The Cousin relation is defined by very similar attitudes toward both strong aspects. These types look very similar from the outside and generally understand how stereotypically alike they are. The noticeable difference comes when these types explore the other’s insecurities. Each Cousin type eventually searches for a calm answer to their insecure function (3), yet the other has no response. This is where this relation can run into trouble, and start to look quite different. Under the surface, they find one another quite different than initially expected.
Faux-Identicals generally appear to have similar attitudes towards all aspects, yet as they start to develop a closer bond, it becomes clear how different their processes and expected results are. If these types remain too close, they feel as the other is never truly listening or helping. This relation does not breed much conflict despite the influences of their opposing sextas. Where one partner is picky, the other is carefree, so they coexist in relative harmony. Most of the confusion in this pair occurs when identifying the most important results out of the same situation. Boredom ensues when the other talks at length about their interests.
Relations of Suffocation are defined by a limited scope of overlapping interests, and suppression of attitudes by the Suffocator (SI+, Ex+, A-, Ig-). On one hand, there is a mutual understanding in the confident aspect of the Suffocator and the flexible aspect of the Suffocated, but this is overwhelmed by the exhaustive, and aggressive relations, as well as the mutually ignored fourth aspect. Generally, Suffocation pairs purely discuss one aspect, and quickly escape one another’s presence before developing further interest.

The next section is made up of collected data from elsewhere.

use std::{
  path::{Path, PathBuf},
  sync::Arc,
};

use knit_common::{ModuleId, ModuleProvider, ParsedModule, ResolvedId};
use knit_core::{BuildError, BuildResult, BundleOutput, Bundler, InputOptions, OutputOptions};
use knit_error::Errors;
use rustc_hash::{FxHashMap, FxHashSet};
use sugar_path::SugarPath;

use crate::{parse, TestConfig};

/// A project that lives in memory under `/project`. Relative specifiers are resolved like node
/// does for plain `.js` files. Bare specifiers are looked up in `/project/node_modules`.
pub struct TestProject {
  cwd: PathBuf,
  files: FxHashMap<PathBuf, String>,
  side_effect_free: FxHashSet<PathBuf>,
}

impl Default for TestProject {
  fn default() -> Self {
    Self::new()
  }
}

impl TestProject {
  pub fn new() -> Self {
    Self {
      cwd: PathBuf::from("/project"),
      files: Default::default(),
      side_effect_free: Default::default(),
    }
  }

  pub fn cwd(&self) -> &Path {
    &self.cwd
  }

  /// Adds a file at `path`, relative to the project root.
  pub fn file(mut self, path: &str, source: impl Into<String>) -> Self {
    self.files.insert(self.absolute(path), source.into());
    self
  }

  /// Marks a file the way `"sideEffects": false` in its package would.
  pub fn side_effect_free(mut self, path: &str) -> Self {
    self.side_effect_free.insert(self.absolute(path));
    self
  }

  fn absolute(&self, path: &str) -> PathBuf {
    self.cwd.join(path).normalize().to_path_buf()
  }

  fn resolve(&self, importer_dir: &Path, specifier: &str) -> Option<PathBuf> {
    let is_relative = specifier == "."
      || specifier == ".."
      || specifier.starts_with("./")
      || specifier.starts_with("../");
    let base = if is_relative {
      importer_dir.join(specifier)
    } else if specifier.starts_with('/') {
      PathBuf::from(specifier)
    } else {
      self.cwd.join("node_modules").join(specifier)
    }
    .normalize()
    .to_path_buf();
    let with_extension = PathBuf::from(format!("{}.js", base.display()));
    let index = base.join("index.js");
    [base, with_extension, index]
      .into_iter()
      .find(|path| self.files.contains_key(path))
  }

  /// Builds the project with the options `config` describes.
  pub fn build(&self, config: &TestConfig) -> BuildResult<BundleOutput> {
    let invalid = |message: String| Errors::new(BuildError::invalid_option(message));
    let input_options = config
      .input_options(&self.cwd, Arc::new(|_| {}))
      .map_err(invalid)?;
    let output_options = config.output_options().map_err(invalid)?;
    self.build_with(input_options, &output_options)
  }

  pub fn build_with(
    &self,
    input_options: InputOptions,
    output_options: &OutputOptions,
  ) -> BuildResult<BundleOutput> {
    Bundler::new(input_options).build(self, output_options)
  }

  /// Every chunk and asset under a header, followed by the warnings.
  pub fn render(&self, output: &BundleOutput) -> String {
    let mut files = output
      .chunks
      .iter()
      .map(|chunk| (&chunk.filename, &chunk.code))
      .chain(
        output
          .assets
          .iter()
          .map(|asset| (&asset.filename, &asset.content)),
      )
      .collect::<Vec<_>>();
    files.sort_by_key(|(filename, _)| *filename);
    let mut lines = files
      .into_iter()
      .flat_map(|(filename, content)| {
        [
          format!("---------- {filename} ----------"),
          content.trim().to_string(),
        ]
      })
      .collect::<Vec<_>>();
    if !output.warnings.is_empty() {
      lines.push("---------- WARNINGS ----------".to_string());
      lines.extend(output.warnings.iter().map(|w| self.render_diagnostic(w)));
    }
    lines.join("\n")
  }

  /// `CODE: message` for each error, with paths relative to the project root.
  pub fn render_errors(&self, errors: &Errors) -> String {
    errors
      .iter()
      .map(|error| self.render_diagnostic(error))
      .collect::<Vec<_>>()
      .join("\n")
  }

  fn render_diagnostic(&self, diagnostic: &BuildError) -> String {
    format!("{}: {}", diagnostic.code(), diagnostic.message(&self.cwd))
  }
}

impl ModuleProvider for TestProject {
  fn resolve_entry(&self, specifier: &str) -> Option<ResolvedId> {
    self.resolve(&self.cwd, specifier).map(|path| ResolvedId {
      id: ModuleId::new(path.to_string_lossy().as_ref()),
      external: false,
    })
  }

  fn load(&self, id: &ModuleId) -> knit_error::Result<ParsedModule> {
    let source = self
      .files
      .get(id.as_path())
      .ok_or_else(|| BuildError::parse_error(format!("Could not read \"{id}\"")))?;
    let mut module = parse(id, source)?;
    let dir = id.as_path().parent().unwrap_or(&self.cwd);
    for record in module.import_records.iter_mut() {
      record.resolved = self
        .resolve(dir, &record.specifier)
        .map(|path| ResolvedId {
          id: ModuleId::new(path.to_string_lossy().as_ref()),
          external: false,
        });
    }
    module.module_side_effects = !self.side_effect_free.contains(id.as_path());
    Ok(module)
  }

  fn file_exists(&self, path: &Path) -> bool {
    self.files.contains_key(&path.normalize().to_path_buf())
  }
}

#[cfg(test)]
mod tests {
  use super::*;

  #[test]
  fn resolves_like_node() {
    let project = TestProject::new()
      .file("main.js", "")
      .file("lib/index.js", "")
      .file("node_modules/pkg/index.js", "");
    let resolve = |specifier: &str| {
      project
        .resolve(Path::new("/project"), specifier)
        .map(|path| path.to_string_lossy().to_string())
    };
    assert_eq!(resolve("./main").as_deref(), Some("/project/main.js"));
    assert_eq!(resolve("./main.js").as_deref(), Some("/project/main.js"));
    assert_eq!(resolve("./lib").as_deref(), Some("/project/lib/index.js"));
    assert_eq!(
      resolve("pkg").as_deref(),
      Some("/project/node_modules/pkg/index.js")
    );
    assert_eq!(resolve("./missing"), None);
  }

  #[test]
  fn load_resolves_import_records() {
    let project = TestProject::new()
      .file("main.js", "import { a } from './lib/a'; import 'missing';")
      .file("lib/a.js", "export const a = 1;")
      .side_effect_free("lib/a.js");
    let main = project.load(&ModuleId::new("/project/main.js")).unwrap();
    let resolved = main
      .import_records
      .iter()
      .map(|record| record.resolved.as_ref().map(|r| r.id.to_string()))
      .collect::<Vec<_>>();
    assert_eq!(
      resolved,
      vec![Some("/project/lib/a.js".to_string()), None]
    );
    assert!(main.module_side_effects);
    let a = project.load(&ModuleId::new("/project/lib/a.js")).unwrap();
    assert!(!a.module_side_effects);
  }
}
use knit_ast::{ast::*, Atom, ScopeKind, Span, SymbolKind};
use knit_common::ImportKind;

use super::{lexer::TokenKind, PResult, Parser};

Relations of Conflict are defined by mutual disinterest and confusions of attitudes. Conflictors usually find each other’s disposition to be inappropriate and unnecessary. Their inherent differences encourage initial interest, and they attempt to help in each other’s lives. After all, a Conflictor takes over aspects of life where the other one is unsure. They try hard to find support in one another, but the closer they get, the quicker they realize their attitudes do not align.